Exercise brief: Could you print every line from the first one of the records below through the line containing "if let Some(tls) = self.default_tls.get()", with both included and nothing else?

^^^^

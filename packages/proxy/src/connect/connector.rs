//! Factory for upstream connections

use std::sync::{Arc, OnceLock};

use rustls::ClientConfig;

use super::connection::{Connection, Scheme};
use super::tcp::TcpConnection;
use super::tls::TlsConnection;
use crate::config::ConnectConfig;
use crate::dns::{GaiResolver, Resolve};
use crate::tls::TlsClientConfig;

/// Builds client-side connections that share a resolver, socket settings and
/// TLS roots. Cheap to clone.
#[derive(Clone)]
pub struct Connector {
    resolver: Arc<dyn Resolve>,
    config: ConnectConfig,
    tls: Option<Arc<ClientConfig>>,
    default_tls: Arc<OnceLock<Arc<ClientConfig>>>,
}

impl Connector {
    /// Connector using the system resolver. Without an explicit TLS client
    /// configuration, the default one is built on first use of the `https`
    /// scheme and shared by every clone afterwards.
    #[must_use]
    pub fn new(config: ConnectConfig) -> Self {
        Self {
            resolver: Arc::new(GaiResolver::new()),
            config,
            tls: None,
            default_tls: Arc::new(OnceLock::new()),
        }
    }

    #[must_use]
    pub fn with_resolver(mut self, resolver: Arc<dyn Resolve>) -> Self {
        self.resolver = resolver;
        self
    }

    /// # Errors
    ///
    /// Returns a `Config`-kind error when the root store cannot be built.
    pub fn with_tls(self, tls: &TlsClientConfig) -> crate::Result<Self> {
        Ok(self.with_tls_config(tls.build()?))
    }

    #[must_use]
    pub fn with_tls_config(mut self, tls: Arc<ClientConfig>) -> Self {
        self.tls = Some(tls);
        self
    }

    #[must_use]
    pub fn config(&self) -> &ConnectConfig {
        &self.config
    }

    #[must_use]
    pub fn resolver(&self) -> &Arc<dyn Resolve> {
        &self.resolver
    }

    /// TLS client configuration used for `https` connections.
    ///
    /// # Errors
    ///
    /// Returns a `Config`-kind error when the default root store cannot be
    /// built.
    pub fn client_tls(&self) -> crate::Result<Arc<ClientConfig>> {
        if let Some(tls) = &self.tls {
            return Ok(tls.clone());
        }
        if let Some(tls) = self.default_tls.get() {
            return Ok(tls.clone());
        }
        // racing first builds keep whichever lands first
        let built = TlsClientConfig::default().build()?;
        Ok(self.default_tls.get_or_init(|| built).clone())
    }

    /// Unconnected connection for `scheme://host:port`.
    ///
    /// # Errors
    ///
    /// Returns a `Config`-kind error when `https` is requested and no TLS
    /// client configuration can be built.
    pub fn connection(
        &self,
        scheme: Scheme,
        host: &str,
        port: u16,
    ) -> crate::Result<Box<dyn Connection>> {
        match scheme {
            Scheme::Http => Ok(Box::new(TcpConnection::new(
                host,
                port,
                self.resolver.clone(),
                self.config.clone(),
            ))),
            Scheme::Https => {
                let tls = self.client_tls()?;
                Ok(Box::new(TlsConnection::new(
                    host,
                    port,
                    self.resolver.clone(),
                    self.config.clone(),
                    tls,
                )))
            }
        }
    }

    /// Opens a connection to `scheme://host:port`.
    ///
    /// # Errors
    ///
    /// Returns the `Resolve`, `Connect` or `Handshake` error of the attempt.
    pub async fn connect(
        &self,
        scheme: Scheme,
        host: &str,
        port: u16,
    ) -> crate::Result<Box<dyn Connection>> {
        let mut connection = self.connection(scheme, host, port)?;
        connection.connect().await?;
        Ok(connection)
    }
}

impl Default for Connector {
    fn default() -> Self {
        Self::new(ConnectConfig::default())
    }
}

impl std::fmt::Debug for Connector {
    fn fmt(&self, f: &mut std::fmt::Formatter<'_>) -> std::fmt::Result {
        f.debug_struct("Connector")
            .field("config", &self.config)
            .field("tls", &self.tls.is_some())
            .field("default_tls", &self.default_tls.get().is_some())
            .finish()
    }
}
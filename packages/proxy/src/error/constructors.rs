use super::BoxError;
use super::helpers::{NoCandidates, OperationCanceled};
use super::types::{Error, Kind};

/// Creates an `Error` for invalid configuration.
pub fn config<E: Into<BoxError>>(e: E) -> Error {
    Error::new(Kind::Config).with(e.into())
}

/// Creates an `Error` for a resolution failure.
pub fn resolve<E: Into<BoxError>>(e: E) -> Error {
    Error::new(Kind::Resolve).with(e.into())
}

/// Creates an `Error` for a resolver that answered with zero addresses.
pub fn no_candidates() -> Error {
    Error::new(Kind::Resolve).with(NoCandidates)
}

/// Creates an `Error` for candidate exhaustion, carrying the last observed error.
pub fn connect<E: Into<BoxError>>(e: E) -> Error {
    Error::new(Kind::Connect).with(e.into())
}

/// Creates an `Error` for a mid-session read/write failure.
pub fn transport<E: Into<BoxError>>(e: E) -> Error {
    Error::new(Kind::Transport).with(e.into())
}

/// Creates an `Error` for a TLS handshake failure.
pub fn handshake<E: Into<BoxError>>(e: E) -> Error {
    Error::new(Kind::Handshake).with(e.into())
}

/// Creates an `Error` for an admission denied by the connection ceiling.
pub fn overload(active: usize, max: usize) -> Error {
    Error::new(Kind::Overload).with(format!("{active} of {max} connection slots in use"))
}

/// Creates an `Error` for an operation aborted by `close()`.
pub fn canceled() -> Error {
    Error::new(Kind::Canceled).with(OperationCanceled)
}

/// Creates an `Error` for a caller contract violation.
pub fn programming<E: Into<BoxError>>(e: E) -> Error {
    Error::new(Kind::Programming).with(e.into())
}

^^^^

Task result:
filename packages/proxy/src/connect/connector.rs
//! Factory for upstream connections

use std::sync::{Arc, OnceLock};

use rustls::ClientConfig;

use super::connection::{Connection, Scheme};
use super::tcp::TcpConnection;
use super::tls::TlsConnection;
use crate::config::ConnectConfig;
use crate::dns::{GaiResolver, Resolve};
use crate::tls::TlsClientConfig;

/// Builds client-side connections that share a resolver, socket settings and
/// TLS roots. Cheap to clone.
#[derive(Clone)]
pub struct Connector {
    resolver: Arc<dyn Resolve>,
    config: ConnectConfig,
    tls: Option<Arc<ClientConfig>>,
    default_tls: Arc<OnceLock<Arc<ClientConfig>>>,
}

impl Connector {
    /// Connector using the system resolver. Without an explicit TLS client
    /// configuration, the default one is built on first use of the `https`
    /// scheme and shared by every clone afterwards.
    #[must_use]
    pub fn new(config: ConnectConfig) -> Self {
        Self {
            resolver: Arc::new(GaiResolver::new()),
            config,
            tls: None,
            default_tls: Arc::new(OnceLock::new()),
        }
    }

    #[must_use]
    pub fn with_resolver(mut self, resolver: Arc<dyn Resolve>) -> Self {
        self.resolver = resolver;
        self
    }

    /// # Errors
    ///
    /// Returns a `Config`-kind error when the root store cannot be built.
    pub fn with_tls(self, tls: &TlsClientConfig) -> crate::Result<Self> {
        Ok(self.with_tls_config(tls.build()?))
    }

    #[must_use]
    pub fn with_tls_config(mut self, tls: Arc<ClientConfig>) -> Self {
        self.tls = Some(tls);
        self
    }

    #[must_use]
    pub fn config(&self) -> &ConnectConfig {
        &self.config
    }

    #[must_use]
    pub fn resolver(&self) -> &Arc<dyn Resolve> {
        &self.resolver
    }

    /// TLS client configuration used for `https` connections.
    ///
    /// # Errors
    ///
    /// Returns a `Config`-kind error when the default root store cannot be
    /// built.
    pub fn client_tls(&self) -> crate::Result<Arc<ClientConfig>> {
        if let Some(tls) = &self.tls {
            return Ok(tls.clone());
        }
        if let Some(tls) = self.default_tls.get() {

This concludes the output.